Yo le di una sonrisa llena de amor y asentí. Me sentía bien sabiendo que alguien confiaba en mí y en mis capacidades, además de mí misma.

De todas formas, si me ponía a pensarlo, los ingenieros y constructores no parecían estar muy de acuerdo con mi trabajo, pero mis compañeros arquitectos concordaban con mis ideas y mis diseños, lo que me decía que hacía bien mi trabajo.

Seguimos hablando con mi padre sobre otras cosas, como sobre cómo estaba mamá y su cadera, y de cómo le estaba yendo a Emily en la universidad.

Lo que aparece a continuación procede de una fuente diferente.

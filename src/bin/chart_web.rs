//! Web chart viewer: embedded Chart.js page plus a JSON polling API, with
//! a background task advancing the window.

use oichart::web::{self, AppState};
use oichart::{client::ClickHouseClient, ChartEngine, Config, SeriesStore};
use std::sync::Arc;

/// The web view advances in larger strides so polling clients see the
/// window move between 2 s polls.
const WEB_STEP: usize = 50;

#[tokio::main]
async fn main() -> Result<(), Box<dyn std::error::Error>> {
    dotenv::dotenv().ok();
    oichart::init_logging();

    let config = Config::from_env();
    let client = Arc::new(ClickHouseClient::new(&config.clickhouse_url, &config.database)?);

    log::info!("Connecting to ClickHouse at {}...", config.clickhouse_url);
    client.ping().await?;
    log::info!("Successfully connected to ClickHouse");

    let records = client.fetch_series(&config.table, &config.symbol).await?;
    log::info!("Found {} records", records.len());

    let store = Arc::new(SeriesStore::with_series(records));
    let engine = Arc::new(ChartEngine::new(store, config.window_size, WEB_STEP));

    let state = AppState { engine, client };
    web::serve(state, &config.web_bind, config.update_interval).await?;
    Ok(())
}
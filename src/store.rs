//! Shared series store: the one piece of state the refresh loop and the
//! renderers contend on.

use crate::record::MarketRecord;
use parking_lot::RwLock;
use std::sync::Arc;

/// Holds the full ordered series for one symbol.
///
/// The series itself is immutable behind an `Arc`; the lock only guards the
/// pointer swap. `snapshot()` clones the `Arc`, so readers hold no lock
/// while they compute, and a concurrent `replace()` is observed either
/// entirely or not at all.
pub struct SeriesStore {
    series: RwLock<Arc<[MarketRecord]>>,
}

impl SeriesStore {
    pub fn new() -> Self {
        Self {
            series: RwLock::new(Vec::new().into()),
        }
    }

    pub fn with_series(records: Vec<MarketRecord>) -> Self {
        Self {
            series: RwLock::new(records.into()),
        }
    }

    /// Atomically swap in a full replacement series.
    pub fn replace(&self, records: Vec<MarketRecord>) {
        let new: Arc<[MarketRecord]> = records.into();
        *self.series.write() = new;
    }

    /// Consistent point-in-time view of the current series.
    pub fn snapshot(&self) -> Arc<[MarketRecord]> {
        self.series.read().clone()
    }

    pub fn len(&self) -> usize {
        self.series.read().len()
    }

    pub fn is_empty(&self) -> bool {
        self.len() == 0
    }
}

impl Default for SeriesStore {
    fn default() -> Self {
        Self::new()
    }
}

#[cfg(test)]
mod tests {
    use super::*;
    use chrono::NaiveDateTime;
    use std::thread;

    fn record(symbol: &str, price: f32) -> MarketRecord {
        MarketRecord {
            symbol: symbol.to_string(),
            time: NaiveDateTime::parse_from_str("2025-06-12 09:30:00", "%Y-%m-%d %H:%M:%S")
                .unwrap(),
            price,
            vol: 0,
            open_interest: 0,
            diff_vol: 0,
            diff_oi: 0,
            bid_1: 0.0,
            bid_volumn_1: 0,
            ask_1: 0.0,
            ask_volumn_1: 0,
            datetime: 0,
        }
    }

    fn series(symbol: &str, n: usize) -> Vec<MarketRecord> {
        (0..n).map(|i| record(symbol, i as f32)).collect()
    }

    #[test]
    fn test_replace_and_snapshot() {
        let store = SeriesStore::with_series(series("a", 3));
        assert_eq!(store.len(), 3);

        store.replace(series("b", 5));
        let snap = store.snapshot();
        assert_eq!(snap.len(), 5);
        assert!(snap.iter().all(|r| r.symbol == "b"));
    }

    #[test]
    fn test_snapshot_survives_replace() {
        let store = SeriesStore::with_series(series("a", 3));
        let old = store.snapshot();
        store.replace(series("b", 1));
        // The earlier snapshot still sees the full old series.
        assert_eq!(old.len(), 3);
        assert!(old.iter().all(|r| r.symbol == "a"));
    }

    #[test]
    fn test_replace_is_atomic_under_concurrent_snapshots() {
        let store = Arc::new(SeriesStore::with_series(series("old", 100)));

        let readers: Vec<_> = (0..4)
            .map(|_| {
                let store = Arc::clone(&store);
                thread::spawn(move || {
                    for _ in 0..1000 {
                        let snap = store.snapshot();
                        // Every snapshot is homogeneous: all-old or all-new,
                        // never a mix and never truncated.
                        let symbol = &snap[0].symbol;
                        assert!(snap.len() == 100 || snap.len() == 200);
                        assert!(snap.iter().all(|r| &r.symbol == symbol));
                    }
                })
            })
            .collect();

        let writer = {
            let store = Arc::clone(&store);
            thread::spawn(move || {
                for i in 0..500 {
                    if i % 2 == 0 {
                        store.replace(series("new", 200));
                    } else {
                        store.replace(series("old", 100));
                    }
                }
            })
        };

        for r in readers {
            r.join().unwrap();
        }
        writer.join().unwrap();
    }
}
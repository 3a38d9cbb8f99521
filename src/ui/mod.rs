pub mod layout;
pub mod terminal;

pub use terminal::run_tui;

Mi hermana estaba estudiando sociología en la universidad de Toronto, la cual no era una carrera muy del gusto de ninguno de nuestros padres, pero ellos siempre nos habían dejado estudiar lo que fuera que quisiéramos sin ponernos problemas. Además, mamá se sentía realizada con el hecho de que no hubiera abandonado el hockey y participara en la liga de la universidad.

De pronto, comenzó a sonar en la radio Sweet Caroline y mi padre no dudo en subirle el volumen y comenzar a cantar, mientras me daba miradas como si me la cantara a mí.

Yo solo me reía como siempre lo había hecho cuando me cantaba esa canción, pero esa vez era más especial, porque la última vez que lo había hecho, había sido diez años atrás... y como lo había extrañado.

Quizás, haber vuelto a Toronto había tenido sus cosas positivas.